Torre de Bosis

Portonovo Italy

We had lingered a thousand times on that pebble beach in Portonovo. We used to reach it late in the afternoon to have a beer at sunset, which, in reality, isn’t quite a sunset over the Adriatic. We caught glimpses of the Torre de Bosis beyond the pines, but we had never really noticed it. The construction dates back to 1716 when Pope Clement XI had it erected for defensive purposes against Turkish pirates. We discovered by chance that the tower was partly a guesthouse two summers ago, but it was only last year that we managed to book a room and uncover the history it held within its walls. The poet Adolfo de Bosis bought the Tower at the end of the nineteenth century. The Tower became the headquarters of the literary magazine Convito, which the poet curated, involving well-known writers from Rome, such as D’Annunzio, Pascoli, Carducci, Scarfoglio, Venturi, and Panzacchi. The first issue was printed in 1895, the last in 1907, although the magazine was originally intended to run for only 12 months. Benedetto Croce called it “the most solemn collective manifestation of aestheticism.” Adolfo de Bosis died in 1924 in Ancona. With his American wife, Lilian Vernon, he had six children, including Virginia, Percy, and Lauro— a writer, poet, and anti-fascist who died in 1931 after falling from an airplane on which he had boarded to drop anti-fascist flyers over Rome. Valente died during a flight action in the Great War. Pascoli dedicated the poem “The Hammerless Gun” (I Canti di Castelvecchio – 1907) to Adolfo, Valente, and Percy.

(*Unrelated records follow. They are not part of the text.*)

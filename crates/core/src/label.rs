//! Sheet label extraction
//!
//! Infers a page's own sheet label ("AC401") from its title-block text.
//! Title blocks are not at fixed coordinates across drawing templates, so the
//! search is anchored on title-block keywords ("Sheet No.") rather than raw
//! corner proximity: a candidate is only accepted when it sits close to such
//! an anchor in the bottom-right quadrant of the page. No anchor on the page
//! means no label — a missing label is preferred over a wrong one.

use crate::detect::contains_reference;
use lazy_static::lazy_static;
use regex::Regex;
use sheetlink_render::{PageSize, TextFragment};

/// Title-block keywords that anchor the label search
pub const SHEET_HINT_KEYWORDS: [&str; 4] = ["SHEET", "NO.", "NO", "TITLE"];

/// Weight of proximity to the bottom-right page corner
///
/// The scoring constants here are heuristics calibrated against one
/// drawing-template family; they are not expected to be universal.
pub const CORNER_PROXIMITY_WEIGHT: f32 = 10_000.0;

/// Weight of proximity to a sheet hint; dominates over corner proximity
pub const HINT_PROXIMITY_WEIGHT: f32 = 50_000.0;

/// Candidates farther than this from every hint are rejected, in page units
pub const MAX_HINT_DISTANCE: f32 = 200.0;

/// How many following fragments to search when joining a bare "AC" fragment
/// with its digits
pub const JOIN_LOOKAHEAD: usize = 3;

lazy_static! {
    static ref SELF_LABEL_RE: Regex = Regex::new(r"(?i)^AC\s*\d{3,4}$").unwrap();
    static ref LABEL_DIGITS_RE: Regex = Regex::new(r"^\d{3,4}$").unwrap();
}

/// A scored self-label candidate
#[derive(Debug, Clone, PartialEq)]
struct Candidate {
    label: String,
    x: f32,
    y: f32,
}

/// Infer the page's own sheet label from its text fragments
///
/// Returns `None` when the page carries no sheet hint, no candidate survives
/// the quadrant and reference-pattern filters, or every candidate is too far
/// from the nearest hint.
pub fn extract_self_label(fragments: &[TextFragment], page: PageSize) -> Option<String> {
    let hints: Vec<(f32, f32)> = fragments
        .iter()
        .filter(|fragment| is_sheet_hint(&fragment.text))
        .map(|fragment| (fragment.origin_x(), fragment.origin_y()))
        .collect();

    if hints.is_empty() {
        log::debug!("no sheet hints on page; skipping label extraction");
        return None;
    }

    let mut best: Option<(Candidate, f32)> = None;
    for candidate in collect_candidates(fragments, page) {
        let Some(score) = score_candidate(&candidate, &hints, page) else {
            continue;
        };
        match &best {
            Some((_, best_score)) if *best_score >= score => {}
            _ => best = Some((candidate, score)),
        }
    }

    best.map(|(candidate, _)| candidate.label)
}

fn is_sheet_hint(text: &str) -> bool {
    let upper = text.to_uppercase();
    SHEET_HINT_KEYWORDS.iter().any(|keyword| upper.contains(keyword))
}

/// Bottom-left-origin convention: smaller y is lower on the page
fn in_bottom_right_quadrant(fragment: &TextFragment, page: PageSize) -> bool {
    fragment.origin_x() >= page.width_pt * 0.5 && fragment.origin_y() <= page.height_pt * 0.5
}

/// Uppercase with internal whitespace stripped
fn normalize_label(text: &str) -> String {
    text.chars().filter(|c| !c.is_whitespace()).collect::<String>().to_uppercase()
}

fn collect_candidates(fragments: &[TextFragment], page: PageSize) -> Vec<Candidate> {
    let mut candidates = Vec::new();

    for fragment in fragments {
        if !in_bottom_right_quadrant(fragment, page) {
            continue;
        }
        // A cross-reference is never mistaken for a self-label.
        if contains_reference(&fragment.text) {
            continue;
        }

        let trimmed = fragment.text.trim();
        if SELF_LABEL_RE.is_match(trimmed) {
            candidates.push(Candidate {
                label: normalize_label(trimmed),
                x: fragment.origin_x(),
                y: fragment.origin_y(),
            });
        } else if trimmed.eq_ignore_ascii_case("AC") {
            // Some templates split the label across glyph runs: a bare "AC"
            // fragment followed shortly by its digits.
            let digits = fragments.iter().find_map(|next| {
                let window = next.sequence_index > fragment.sequence_index
                    && next.sequence_index <= fragment.sequence_index + JOIN_LOOKAHEAD;
                if !window {
                    return None;
                }
                let text = next.text.trim();
                LABEL_DIGITS_RE.is_match(text).then(|| text.to_owned())
            });

            if let Some(digits) = digits {
                candidates.push(Candidate {
                    label: format!("AC{digits}"),
                    x: fragment.origin_x(),
                    y: fragment.origin_y(),
                });
            }
        }
    }

    candidates
}

/// Score by corner and hint proximity; `None` when the candidate is out of
/// range of every hint
fn score_candidate(candidate: &Candidate, hints: &[(f32, f32)], page: PageSize) -> Option<f32> {
    let corner_distance = distance(candidate.x, candidate.y, page.width_pt, 0.0);
    let mut score = CORNER_PROXIMITY_WEIGHT / (1.0 + corner_distance);

    let mut nearest_hint = f32::INFINITY;
    for &(hx, hy) in hints {
        let hint_distance = distance(candidate.x, candidate.y, hx, hy);
        nearest_hint = nearest_hint.min(hint_distance);
        score += HINT_PROXIMITY_WEIGHT / (1.0 + hint_distance);
    }

    if nearest_hint > MAX_HINT_DISTANCE {
        log::debug!(
            "label candidate {} rejected: nearest hint {:.1} units away",
            candidate.label,
            nearest_hint
        );
        return None;
    }

    Some(score)
}

fn distance(x0: f32, y0: f32, x1: f32, y1: f32) -> f32 {
    ((x1 - x0).powi(2) + (y1 - y0).powi(2)).sqrt()
}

Torre de Bosis is an embrace of centuries-old stones, the coolness that slips under the shirt, the chant of the waves on the rocks, the scent of saltiness deposited among the pages of books, a staircase that ascends toward the sky— a window onto that dancing blue that saw us grow. It is a surprising morning chat with Alessandro Cortese de Bosis, grandson of the poet, writer, and distinguished diplomat (with assignments from Moscow to New York, where he was appointed Consul General and established the first Italian school in the United States, the Guglielmo Marconi High School). Torre de Bosis is a history lesson, a literature lesson, a lesson in humility, a lesson in life.

To all the De Bosis, and for different reasons, our most sincere gratitude.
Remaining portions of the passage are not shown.